Dolezol, a junior in the fashion design program, said, “I’m honored. I’m surprised!” 

She said this was the first time she participated in the Trashion show and is a new member of the FSU Community, having transferred to the University a short while ago. Dolezol said countless hours went into the design of her pants, “along with a little bit of blood” during the creation. 

She said her design was focused on sustainability and using as little material as possible and that she was inspired by computer pixels in her design. 

“Technology is kind of bleeding into life because I feel like our generation is one of the last ones where we have memories without AI and just everything being digitized.” 

Another student, Senior Christian Taylor, was named winner of the overall competition by a panel of judges, including President Nancy Niemi; Campus Sustainability Coordinator Ruirui Zhang; Fashion Professor Pamela Sebor-Cable, and Judy Fitzgerald, an executive board member of the Independent Association of Framingham State Alumni. 
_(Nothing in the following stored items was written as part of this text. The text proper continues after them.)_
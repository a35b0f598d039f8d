//! State Management
//!
//! Dashboard view state and toast queue shared through context.

pub mod global;

pub use global::{provide_dashboard_state, use_dashboard_state, DashboardState};
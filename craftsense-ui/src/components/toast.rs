//! Toast Notification Component
//!
//! Shows loading and success messages from the workshop form.

use leptos::*;

use craftsense::form::{Notification, NotificationKind};

use crate::state::use_dashboard_state;

/// Toast notification container
#[component]
pub fn Toaster() -> impl IntoView {
    let state = use_dashboard_state();

    view! {
        <div class="fixed bottom-4 right-4 z-50 space-y-2">
            <For
                each=move || state.toasts.get()
                key=|toast| (toast.id, toast.is_loading())
                children=move |toast| view! { <ToastMessage toast=toast /> }
            />
        </div>
    }
}

#[component]
fn ToastMessage(toast: Notification) -> impl IntoView {
    let (icon, bg_class) = match toast.kind {
        NotificationKind::Loading => (view! { <div class="loading-spinner w-4 h-4" /> }.into_view(), "bg-gray-700"),
        NotificationKind::Success => ("✓".into_view(), "bg-green-600"),
    };

    view! {
        <div class=format!(
            "flex items-center space-x-3 {} text-white px-4 py-3 rounded-lg shadow-lg \
             transform transition-all duration-300 ease-out animate-slide-in",
            bg_class
        )>
            <span class="text-lg">{icon}</span>
            <span class="text-sm font-medium">{toast.message}</span>
        </div>
    }
}
//! Dashboard Data
//!
//! Domain records and the generator that fills them:
//!
//! - **types**: Shared record shapes (Workshop, SalesData, DashboardStats, ...)
//! - **mock**: Randomized, range-checked data generation
//!
//! # Example
//!
//! ```rust
//! use craftsense::config::MockConfig;
//! use craftsense::data::MockGenerator;
//!
//! let data = MockGenerator::seeded(7).generate(&MockConfig::default(), chrono::Utc::now());
//! assert_eq!(data.workshops.len(), 8);
//! assert_eq!(data.revenue.len(), 12);
//! ```

pub mod mock;
pub mod types;

#[cfg(test)]
pub(crate) mod fixtures;

pub use mock::{normalize_shares, MockGenerator};
pub use types::{
    DashboardData, DashboardStats, RegionShare, RevenueData, SalesData, Workshop, WorkshopDraft,
};
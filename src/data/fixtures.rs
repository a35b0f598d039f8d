//! Deterministic records for unit tests

use chrono::{TimeZone, Utc};

use super::types::*;

pub fn sample_workshop() -> Workshop {
    Workshop {
        id: "w-1".to_string(),
        title: "Eco-friendly Crafting".to_string(),
        summary: "Working with reclaimed materials.".to_string(),
        instructor: "Ada Weaver".to_string(),
        category: "Textiles".to_string(),
        is_paid: false,
        price: Some(120),
        live_session_link: Some("https://meet.craftsense.com/abcdefghij".to_string()),
        video_url: None,
        enrollments: 42,
        created_at: Utc.with_ymd_and_hms(2024, 3, 14, 10, 0, 0).unwrap(),
        rating: 4.6,
        completion_rate: 88,
        reviews: 12,
    }
}

pub fn sample_data() -> DashboardData {
    let mut paid = sample_workshop();
    paid.id = "w-2".to_string();
    paid.title = "Modern Design Techniques".to_string();
    paid.instructor = "Bo Potter".to_string();
    paid.category = "Ceramics".to_string();
    paid.is_paid = true;
    paid.price = Some(199);

    DashboardData {
        stats: DashboardStats {
            total_artisans: 212,
            total_sales: 3456,
            total_earnings: 45000,
            workshop_enrollments: 987,
            eco_friendly_percentage: 81,
        },
        workshops: vec![sample_workshop(), paid],
        sales: vec![
            SalesData {
                product_name: "Ceramic Vase".to_string(),
                sales: 120,
                revenue: 6000,
                feedback: 4.5,
                growth: 12.5,
            },
            SalesData {
                product_name: "Wooden Bowl".to_string(),
                sales: 80,
                revenue: 2400,
                feedback: 4.1,
                growth: -3.2,
            },
        ],
        revenue: ["Jan", "Feb", "Mar"]
            .iter()
            .zip([20000, 35000, 50000])
            .map(|(month, revenue)| RevenueData {
                month: month.to_string(),
                revenue,
                workshops: 20,
                products: 300,
            })
            .collect(),
        regions: vec![
            RegionShare::new("North America", 40),
            RegionShare::new("Europe", 30),
            RegionShare::new("Asia", 20),
            RegionShare::new("Others", 10),
        ],
    }
}
//! Stat value formatting
//!
//! Each stat card carries an explicit `StatFormat` next to its numeric target,
//! so in-flight animation frames are formatted exactly like the final value.

use serde::{Deserialize, Serialize};
use thiserror::Error;

/// How a stat value is rendered
#[derive(Debug, Clone, Copy, Serialize, Deserialize, PartialEq, Eq, Default)]
#[serde(rename_all = "lowercase")]
pub enum StatFormat {
    /// Rounded integer, no separators: `1234`
    #[default]
    Integer,
    /// Dollar prefix with thousands separators: `$45,000`
    Currency,
    /// Rounded integer with a percent suffix: `87%`
    Percent,
}

impl StatFormat {
    /// Format a (possibly mid-animation) value
    pub fn format(&self, value: f64) -> String {
        let rounded = value.round() as i64;
        match self {
            StatFormat::Integer => rounded.to_string(),
            StatFormat::Currency => {
                if rounded < 0 {
                    format!("-${}", group_thousands(rounded.unsigned_abs()))
                } else {
                    format!("${}", group_thousands(rounded.unsigned_abs()))
                }
            }
            StatFormat::Percent => format!("{}%", rounded),
        }
    }
}

/// Errors from turning a display literal back into a stat target
#[derive(Error, Debug, PartialEq, Eq)]
pub enum StatError {
    #[error("Unparseable stat value: {0:?}")]
    Unparseable(String),
}

/// Numeric target of a stat card plus its display format
#[derive(Debug, Clone, Copy, Serialize, Deserialize, PartialEq)]
pub struct StatTarget {
    pub value: f64,
    pub format: StatFormat,
}

impl StatTarget {
    pub fn new(value: f64, format: StatFormat) -> Self {
        Self { value, format }
    }

    pub fn integer(value: impl Into<f64>) -> Self {
        Self::new(value.into(), StatFormat::Integer)
    }

    pub fn currency(value: impl Into<f64>) -> Self {
        Self::new(value.into(), StatFormat::Currency)
    }

    pub fn percent(value: impl Into<f64>) -> Self {
        Self::new(value.into(), StatFormat::Percent)
    }

    /// Final formatted value
    pub fn display(&self) -> String {
        self.format.format(self.value)
    }

    /// Parse a display literal such as `"$45,000"`, `"87%"` or `"1234"`
    ///
    /// The format is chosen from the literal's prefix or suffix. Anything that
    /// does not reduce to a plain number is rejected rather than guessed at.
    pub fn from_literal(literal: &str) -> Result<Self, StatError> {
        let trimmed = literal.trim();
        let unparseable = || StatError::Unparseable(literal.to_string());

        let (format, digits) = if let Some(rest) = trimmed.strip_prefix('$') {
            (StatFormat::Currency, rest)
        } else if let Some(rest) = trimmed.strip_suffix('%') {
            (StatFormat::Percent, rest)
        } else {
            (StatFormat::Integer, trimmed)
        };

        let cleaned: String = digits.chars().filter(|c| *c != ',').collect();
        if cleaned.is_empty() {
            return Err(unparseable());
        }

        let value: f64 = cleaned.parse().map_err(|_| unparseable())?;
        if !value.is_finite() {
            return Err(unparseable());
        }

        Ok(Self::new(value, format))
    }
}

/// Insert `,` between groups of three digits
pub fn group_thousands(value: u64) -> String {
    let digits = value.to_string();
    let mut out = String::with_capacity(digits.len() + digits.len() / 3);

    for (i, ch) in digits.chars().enumerate() {
        if i > 0 && (digits.len() - i) % 3 == 0 {
            out.push(',');
        }
        out.push(ch);
    }

    out
}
Taylor said his design was inspired by the shell of an armadillo. 

President of the Fashion Club, Senior Aili Schiavoni, said this year she was inspired by Fashion Department Chair Haewon Ju to reimagine the Trashion show. 

“She had some thoughts on the Trashion show, and if there was any way we could sort of re-evaluate the way that we approach this, and I was 100% agreement with her, because, to be honest, it really doesn't sit right with you once you get to the end of the Trashion show and you're literally getting cut out of a dress, and then it's immediately going in the garbage. ” 

To combat this, the Fashion Club provided designers with materials that were donated to the Fashion department, rather than discarded materials like in previous years. 

“We're very aware of how we manage our waste in the Fashion department, [which] goes above and beyond - making sure that all of our textiles go into the proper recycling channels. But it really did feel like a shame that we were taking an entire bulk of this material and it was just going straight into the recycling. It felt like there could have been something else to do with it, and then the dots connected, and here we are,” Schiavoni said.

Additionally, a thrift-pop-up shop was held by the Fashion Club during the event; all proceeds from the pop-up shop will be funding students who are participating in a study-abroad trip to Japan and Vietnam to study fashion and manufacturing, according to Schiavoni.